For Aquinas, then, divine possibility and the divine ideas are ultimately one and the same: what it means for something to be possible is for God to have an idea of it, which is for him to know the thing as finitely imitable of some aspect of his own infinite perfection, actuality, or being. In short, God’s own self is the measure of what God can make or do, and therefore the measure of what is intrinsically or absolutely possible. In the generation of thinkers immediately following Aquinas, however, discussions of the possibles and God’s ideas grew increasingly more subtle and complex as theologians labored in particular to reconcile conceptually the multiplicity of divine ideas required by creation with the fact of divine simplicity.[22] The debate finally reached a point of crisis in the mid-fourteenth century in the thought of William of Ockham, whose radically revised account of the divine ideas and divine possibility, regarded by many historians as a critical development in the advent of modern thought, will provide us with a better sense of what precisely is at stake theologically and metaphysically in St. Thomas’s own understanding of these matters.[23]

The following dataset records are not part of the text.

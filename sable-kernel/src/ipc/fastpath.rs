//! IPC fast path
//!
//! Call and ReplyRecv between two threads on the same core are the
//! common case of every RPC, so they get a specialised path that skips
//! the general decode and dispatch. Each function first checks every
//! precondition without touching any state; the first mutation is the
//! point of no return, after which it cannot fail. When any check fails
//! the caller takes the general path instead, which produces the same
//! result.
//!
//! # Preconditions
//!
//! - The message has no extra capabilities and fits in registers.
//! - The current thread has no pending fault.
//! - The capability is an endpoint with the needed rights, and the other
//!   side is already waiting.
//! - The thread that will run next has a valid VSpace root, shares the
//!   current domain and core, and would be chosen by the scheduler anyway.

use sable_cap::{
    Badge, Cap, EndpointState, MdbNode, ObjectRef, SlotStore, TcbSlot, ThreadState,
};
use sable_common::addr::mask;
use sable_syscall::{MessageInfo, N_MSG_REGISTERS};

use super::queue::{ep_append, ep_dequeue};
use crate::object::context::{BADGE_REG, MSG_INFO_REG, MSG_REGISTERS};
use crate::object::tcb::tcb_slot;
use crate::KernelState;

/// Message-info bits holding the length and extra-cap count.
const MI_CHECK_BITS: u32 = 9;

/// Whether a raw message-info word rules out the fast path.
#[inline]
const fn mi_check(info: u64) -> bool {
    info & mask(MI_CHECK_BITS) > N_MSG_REGISTERS as u64
}

impl KernelState {
    fn fastpath_domain(&self) -> u8 {
        if self.config.num_domains > 1 {
            self.cur_domain()
        } else {
            0
        }
    }

    fn has_valid_vtable(&self, t: ObjectRef) -> bool {
        self.objects
            .cte(tcb_slot(t, TcbSlot::VTable))
            .cap
            .is_valid_vtable_root()
    }

    fn fastpath_copy_mrs(&mut self, length: usize, src: ObjectRef, dest: ObjectRef) {
        let src_ctx = self.objects.tcb(src).context;
        let dest_ctx = &mut self.objects.tcb_mut(dest).context;
        for &reg in &MSG_REGISTERS[..length] {
            dest_ctx.set(reg, src_ctx.get(reg));
        }
    }

    fn fastpath_restore(&mut self, badge: Badge, info: MessageInfo) {
        let cur = self.cur_thread();
        let ctx = &mut self.objects.tcb_mut(cur).context;
        ctx.set(BADGE_REG, badge.value());
        ctx.set(MSG_INFO_REG, MessageInfo { caps_unwrapped: 0, ..info }.to_word());
    }

    /// Attempt a Call on `cptr`. Returns `false`, having changed nothing,
    /// when the general path must handle it.
    pub fn fastpath_call(&mut self, cptr: u64, msg_info: u64) -> bool {
        let cur = self.cur_thread();
        let info = MessageInfo::from_raw(msg_info);
        if mi_check(msg_info) || !self.objects.tcb(cur).fault.is_null() {
            return false;
        }

        let Ok(Cap::Endpoint {
            object: ep,
            badge,
            rights,
        }) = self.lookup_cap(cur, cptr)
        else {
            return false;
        };
        if !rights.has_write() {
            return false;
        }

        let endpoint = *self.objects.endpoint(ep);
        if endpoint.state != EndpointState::Recv {
            return false;
        }
        let dest = endpoint.queue.head;
        if !self.has_valid_vtable(dest) {
            return false;
        }

        let dest_tcb = self.objects.tcb(dest);
        let cur_tcb = self.objects.tcb(cur);
        if dest_tcb.priority < cur_tcb.priority
            && !self.is_highest_prio(self.fastpath_domain(), dest_tcb.priority)
        {
            return false;
        }
        if !rights.has_grant() && !rights.has_grant_reply() {
            return false;
        }
        if self.config.num_domains > 1 && dest_tcb.domain != self.cur_domain() {
            return false;
        }
        if dest_tcb.affinity != cur_tcb.affinity {
            return false;
        }
        let ThreadState::BlockedOnReceive {
            can_grant: reply_can_grant,
            ..
        } = dest_tcb.state
        else {
            return false;
        };

        // Point of no return.
        let queue = ep_dequeue(&mut self.objects, endpoint.queue, dest);
        self.objects
            .endpoint_mut(ep)
            .set_queue(queue, EndpointState::Recv);

        self.objects.tcb_mut(cur).state = ThreadState::BlockedOnReply;

        let reply_slot = tcb_slot(cur, TcbSlot::Reply);
        let caller_slot = tcb_slot(dest, TcbSlot::Caller);
        let caller = self.objects.cte_mut(caller_slot);
        caller.cap = Cap::Reply {
            tcb: cur,
            master: false,
            can_grant: reply_can_grant,
        };
        caller.mdb = MdbNode {
            prev: Some(reply_slot),
            ..caller.mdb
        };
        let master = &mut self.objects.cte_mut(reply_slot).mdb;
        master.next = Some(caller_slot);
        master.revocable = true;
        master.first_badged = true;

        self.fastpath_copy_mrs(info.length as usize, cur, dest);
        self.objects.tcb_mut(dest).state = ThreadState::Running;
        self.switch_to_thread(dest);
        self.fastpath_restore(badge, info);
        log::trace!("fastpath: call {} -> {}", cur, dest);
        true
    }

    /// Attempt a ReplyRecv on `cptr`. Returns `false`, having changed
    /// nothing, when the general path must handle it.
    pub fn fastpath_reply_recv(&mut self, cptr: u64, msg_info: u64) -> bool {
        let cur = self.cur_thread();
        let info = MessageInfo::from_raw(msg_info);
        if mi_check(msg_info) || !self.objects.tcb(cur).fault.is_null() {
            return false;
        }

        let Ok(Cap::Endpoint {
            object: ep, rights, ..
        }) = self.lookup_cap(cur, cptr)
        else {
            return false;
        };
        if !rights.has_read() {
            return false;
        }

        let bound = self.objects.tcb(cur).bound_notification;
        if bound.is_valid() && self.objects.notification(bound).is_active() {
            return false;
        }

        let endpoint = *self.objects.endpoint(ep);
        if endpoint.state == EndpointState::Send {
            return false;
        }

        let caller_slot = tcb_slot(cur, TcbSlot::Caller);
        let Cap::Reply {
            tcb: caller,
            master: false,
            ..
        } = self.objects.cte(caller_slot).cap
        else {
            return false;
        };

        let caller_tcb = self.objects.tcb(caller);
        if !caller_tcb.fault.is_null() {
            return false;
        }
        if !self.has_valid_vtable(caller) {
            return false;
        }
        if !self.is_highest_prio(self.fastpath_domain(), caller_tcb.priority) {
            return false;
        }
        if self.config.num_domains > 1 && caller_tcb.domain != self.cur_domain() {
            return false;
        }
        if caller_tcb.affinity != self.objects.tcb(cur).affinity {
            return false;
        }

        // Point of no return.
        self.objects.tcb_mut(cur).state = ThreadState::BlockedOnReceive {
            endpoint: ep,
            can_grant: rights.has_grant(),
        };
        let queue = ep_append(&mut self.objects, endpoint.queue, cur);
        self.objects
            .endpoint_mut(ep)
            .set_queue(queue, EndpointState::Recv);

        let caller_cte = *self.objects.cte(caller_slot);
        if let Some(master_slot) = caller_cte.mdb.prev {
            let master = &mut self.objects.cte_mut(master_slot).mdb;
            master.next = None;
            master.revocable = true;
            master.first_badged = true;
        }
        *self.objects.cte_mut(caller_slot) = sable_cap::Cte::EMPTY;

        self.fastpath_copy_mrs(info.length as usize, cur, caller);
        self.objects.tcb_mut(caller).state = ThreadState::Running;
        self.switch_to_thread(caller);
        self.fastpath_restore(Badge::NONE, info);
        log::trace!("fastpath: reply_recv {} -> {}", cur, caller);
        true
    }
}

#[cfg(test)]
mod tests {
    use super::*;

    #[test]
    fn test_mi_check() {
        assert!(!mi_check(MessageInfo::new(0x55, 0, 0, 4).to_word()));
        assert!(mi_check(MessageInfo::new(0, 0, 0, 5).to_word()));
        assert!(mi_check(MessageInfo::new(0, 0, 1, 0).to_word()));
        // Unwrapped bits are ignored on send.
        assert!(!mi_check(MessageInfo::new(0, 0b111, 0, 2).to_word()));
    }
}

Ockham’s most significant consideration of the question of divine ideas appears in his commentary on Peter Lombard’s Sentences, part 1, d. 35, q. 5.[24] Ockham begins his discussion with Henry of Ghent’s statement of the traditional views that “the divine essence itself is the ground and exemplary form of creatures,” and that a divine idea, “formally considered, is nothing else than an aspect of imitability in the divine essence itself, in so far as it is considered by the intellect.”[25] Against this traditional position, however, Ockham goes on to argue that, given the utter simplicity of the divine essence on the one hand and the admitted multiplicity of the divine ideas on the other, the divine ideas cannot in fact be identical with the divine essence as had been traditionally held to be the case. Thus, while Ockham grants with Augustine that God must create according to some intelligible exemplar if the act of creation is to avoid being “irrational,” he breaks both with Augustine (though without drawing attention to the fact) and the entire tradition based on him when he says that the exemplary role provided by the divine ideas “is not applicable to the divine essence itself, nor to any aspect of reason, but to the created thing itself.[26] In other words, the divine ideas to which God looks in the act of creation and after which creation is patterned are in fact not truly divine at all, but are rather themselves created entities. Or rather, the ideas to which God looks in producing creatures are nothing other than the creatures themselves as known or foreknown by God in their producible aspect: as Ockham himself puts it, “the created thing itself is the idea… Therefore, [God] really looks to the creature and by looking to it He can produce.”[27] However, because the number of things which God can produce are infinite and known by him from all eternity, it follows for Ockham that God’s otherwise created ideas are themselves infinite in number and eternal in duration.[28] Not only are God’s ideas not identical with his essence, neither do his ideas even have any kind of imitative ground in his essence, as may be seen when Ockham approvingly cites the view “according to some” that “the created things existed from eternity in the potentiality of God but not in His nature, so that in their view the created things existed and did not exist.”[29]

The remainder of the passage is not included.